The Importance of Positive Engagement

In our research, we have found that when the economy is down, when the stock market plummets, when there is restructuring at work, our brain is tempted to believe that our behavior does not matter any more. Which to some extent is true. Unless you are a complete narcissist, you know your behavior will not alter the global economy. But the problem comes when our brains “overlearn” this—our brains can start to think that NONE of our behavior matters.

In the midst of the economic crisis, Michelle Gielan, at the time an anchor of two national newscasts at CBS News, could see the brutal effect the financial crisis was having on viewers. She produced “Happy Week,” during which she interviewed positive psychologists who shared research on mindset and habit changes people could make to foster greater happiness in the midst of challenging times. Viewers flooded CBS with positive emails on how they changed their behavior and that had not only made them feel more financial peace, but at times also spurred positive behaviors that saved homes, rebuilt savings, and reconnected families who had been fighting over money.
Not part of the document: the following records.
//! Generic JSON request plumbing.

use std::time::Duration;

use serde::de::DeserializeOwned;

use crate::config::ApiConfig;

/// Errors from the registry API layer.
#[derive(Debug, thiserror::Error)]
pub enum ApiError {
    /// The HTTP request itself failed (network, DNS, TLS, etc.).
    #[error("HTTP request failed: {0}")]
    Request(#[from] reqwest::Error),

    /// The server returned a non-2xx status code.
    #[error("registry API error ({status}): {body}")]
    Status {
        /// HTTP status code.
        status: u16,
        /// Raw response body for debugging.
        body: String,
    },
}

/// HTTP client bound to one registry deployment.
pub struct RegistryApi {
    client: reqwest::Client,
    base_url: String,
}

impl RegistryApi {
    /// Create a client for the registry at `base_url`, e.g.
    /// `http://localhost:3000`.
    pub fn new(base_url: String) -> Self {
        Self {
            client: reqwest::Client::new(),
            base_url,
        }
    }

    /// Create a client reusing an existing [`reqwest::Client`] (useful
    /// for connection pooling across consumers).
    pub fn with_client(client: reqwest::Client, base_url: String) -> Self {
        Self { client, base_url }
    }

    /// Build a client from [`ApiConfig`], applying the request timeout.
    pub fn from_config(config: &ApiConfig) -> Result<Self, ApiError> {
        let client = reqwest::Client::builder()
            .timeout(Duration::from_secs(config.request_timeout_secs))
            .build()?;
        Ok(Self::with_client(client, config.base_url.clone()))
    }

    /// `GET` `path` (relative to the base URL) and decode the JSON
    /// response body.
    pub async fn get_json<T: DeserializeOwned>(&self, path: &str) -> Result<T, ApiError> {
        let response = self
            .client
            .get(format!("{}{}", self.base_url, path))
            .send()
            .await?;

        Self::parse_response(response).await
    }

    // ---- private helpers ----

    /// Ensure the response has a success status code. Returns the
    /// response unchanged on success, or an [`ApiError::Status`] carrying
    /// the status and body text on failure.
    async fn ensure_success(response: reqwest::Response) -> Result<reqwest::Response, ApiError> {
        let status = response.status();
        if !status.is_success() {
            let body = response
                .text()
                .await
                .unwrap_or_else(|_| "<unreadable body>".to_string());
            return Err(ApiError::Status {
                status: status.as_u16(),
                body,
            });
        }
        Ok(response)
    }

    /// Parse a successful JSON response body into the expected type.
    async fn parse_response<T: DeserializeOwned>(
        response: reqwest::Response,
    ) -> Result<T, ApiError> {
        let response = Self::ensure_success(response).await?;
        Ok(response.json::<T>().await?)
    }
}
//! Element registry records.

use std::collections::{BTreeMap, BTreeSet};

/// Identifier of a node in the page tree.
pub type NodeId = u64;

/// On-screen geometry of an element, supplied by the host layout.
#[derive(Debug, Clone, Copy, PartialEq)]
pub struct Rect {
    pub left: f64,
    pub top: f64,
    pub width: f64,
    pub height: f64,
}

/// One element in the page tree.
///
/// Attributes, classes, and inline style are explicit typed maps instead
/// of a serialized markup string. `value` is the live input value (what
/// the user has typed), distinct from the `value` attribute.
#[derive(Debug, Clone, Default)]
pub struct Element {
    pub(crate) tag: String,
    pub(crate) attrs: BTreeMap<String, String>,
    pub(crate) classes: BTreeSet<String>,
    pub(crate) style: BTreeMap<String, String>,
    pub(crate) text: String,
    pub(crate) value: String,
    pub(crate) disabled: bool,
    pub(crate) rect: Option<Rect>,
    pub(crate) parent: Option<NodeId>,
    pub(crate) children: Vec<NodeId>,
}

impl Element {
    pub(crate) fn new(tag: &str) -> Self {
        Self {
            tag: tag.to_string(),
            ..Default::default()
        }
    }
}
It does not take a crisis to connect positive engagement to success rates. This metric that you just took helps assess how much your brain believes that you can influence the outcomes at work. You might be thinking to yourself: yes, but IN REALITY, I cannot control all the outcomes at work. No one can, not even an Engagement Master. The important part is how much you focus your brain on the activities you CAN control. As a result, instead of constantly scanning for disempowering facets of work, Engagement Masters scan their work for every way that they could leverage their behavior to get the outcome they desire in the midst of the normal challenges at work.